Within a few hours, the mess was under some control. Sysadmins threw up filters that targeting the worm's monotonous output. Individual infected computers were either shut down by their owners, or quarantined; isolated from the Net by upstream ISPs until their feverish ranting could be halted. It was a day or two before the traffic was down to normal levels. Even now there are sure to be a few Sapphire-infected PCs, desperately searching for the last few remaining uninfected, unimmunised hosts.

And after the carnage, the reckoning. By any account, millions of dollars were lost on that Friday. ATM machines, unable to call home, seized up; millions of emails were delayed or lost; South Korea, the most wired nation in the world, was cut off from the rest of the world, its Internet pipes clogged beyond aid. Whose responsibility was the worm? Who should pay for the chaos it caused?

Worms like Sapphire do not write themselves. For now, it's almost impossible to catch the creator or creators of a virus or worm, although forensic computing techniques are improving. It's probably safe to say that it was a bunch of kids, writing and deploying viral code for the challenge, perhaps unaware of the damage it might cause, perhaps not.

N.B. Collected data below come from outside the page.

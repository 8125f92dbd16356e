//! Spatial index of boundary polygons for clipping point sets.

use std::path::Path;

use anyhow::{Context, Result};
use geo::{BoundingRect, Intersects, MultiPolygon, Point};
use rstar::{RTree, RTreeObject, AABB};
use tracing::info;

/// Wrapper for R-tree indexing of a boundary
struct IndexedPolygon {
    geometry: MultiPolygon<f64>,
    envelope: AABB<[f64; 2]>,
}

impl RTreeObject for IndexedPolygon {
    type Envelope = AABB<[f64; 2]>;

    fn envelope(&self) -> Self::Envelope {
        self.envelope
    }
}

impl IndexedPolygon {
    fn new(geometry: MultiPolygon<f64>) -> Option<Self> {
        let rect = geometry.bounding_rect()?;
        Some(Self {
            envelope: AABB::from_corners([rect.min().x, rect.min().y], [rect.max().x, rect.max().y]),
            geometry,
        })
    }
}

/// Union of boundary polygons, queried with clip semantics
pub struct BoundaryIndex {
    tree: RTree<IndexedPolygon>,
}

impl BoundaryIndex {
    /// Build spatial index from boundary polygons
    pub fn build(boundaries: Vec<MultiPolygon<f64>>) -> Self {
        let indexed: Vec<IndexedPolygon> = boundaries
            .into_iter()
            .filter_map(IndexedPolygon::new)
            .collect();
        let tree = RTree::bulk_load(indexed);
        info!("Boundary index built with {} polygons", tree.size());
        Self { tree }
    }

    /// True for points inside or on the edge of any boundary
    pub fn contains(&self, lon: f64, lat: f64) -> bool {
        let point = Point::new(lon, lat);
        self.tree
            .locate_in_envelope_intersecting(&AABB::from_point([lon, lat]))
            .any(|ip| ip.geometry.intersects(&point))
    }

    pub fn len(&self) -> usize {
        self.tree.size()
    }

    pub fn is_empty(&self) -> bool {
        self.tree.size() == 0
    }
}

/// Read the polygons of a shapefile whose character field `field` equals
/// `value`, e.g. `ISO_A2 = GB` in a Natural Earth countries file
pub fn load_shapefile_boundaries(path: &Path, field: &str, value: &str) -> Result<Vec<MultiPolygon<f64>>> {
    info!(
        "Loading boundaries with {}={} from {}",
        field,
        value,
        path.display()
    );
    let rows = shapefile::read(path)
        .with_context(|| format!("failed reading '{}'", path.display()))?;

    let mut boundaries = Vec::new();
    for (idx, (shape, record)) in rows.into_iter().enumerate() {
        let matches = matches!(
            record.get(field),
            Some(shapefile::dbase::FieldValue::Character(Some(s))) if s.trim() == value
        );
        if !matches {
            continue;
        }
        let polygon = match shape {
            shapefile::Shape::Polygon(polygon) => geo_types::MultiPolygon::<f64>::try_from(polygon),
            shapefile::Shape::PolygonM(polygon) => geo_types::MultiPolygon::<f64>::try_from(polygon),
            shapefile::Shape::PolygonZ(polygon) => geo_types::MultiPolygon::<f64>::try_from(polygon),
            other => anyhow::bail!(
                "unexpected shape type {} found at row {}, must be polygonal",
                other.shapetype(),
                idx
            ),
        }
        .map_err(|e| anyhow::anyhow!("failed to convert shapefile polygon at row {}: {}", idx, e))?;
        boundaries.push(polygon);
    }

    if boundaries.is_empty() {
        anyhow::bail!(
            "no shapes with {}={} in {}",
            field,
            value,
            path.display()
        );
    }
    Ok(boundaries)
}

If the creators are too vague to bear the responsibility, then who? Microsoft, for writing software that proved so vulnerable? Civic groups in South Korea have considered taking a class action, suing the company for damages. And within minutes of the first analysis of the attack, sysadmins were taking time off their valiant defence to take sarcastic sideswipes at Microsoft.

To be fair to the software giant, every piece of software has bugs. And as competitive a company as Microsoft has to balance the demands of its customers (who will pay for new features) with security requirements (which, Microsoft claims, few companies will pay extra for). Businesses like their software cheap, and don't worry too much about the security. Microsoft never made any promises about liability or security.

For now, viruses and worms are no-one's responsibility - except for those who tidy up the messes afterwards, and who, incidentally, make a tidy living themselves from such work. They call it the Internet weather. Like the real weather, it remains a conversation piece. No matter how damaging it may be, no-one quite knows what else to do.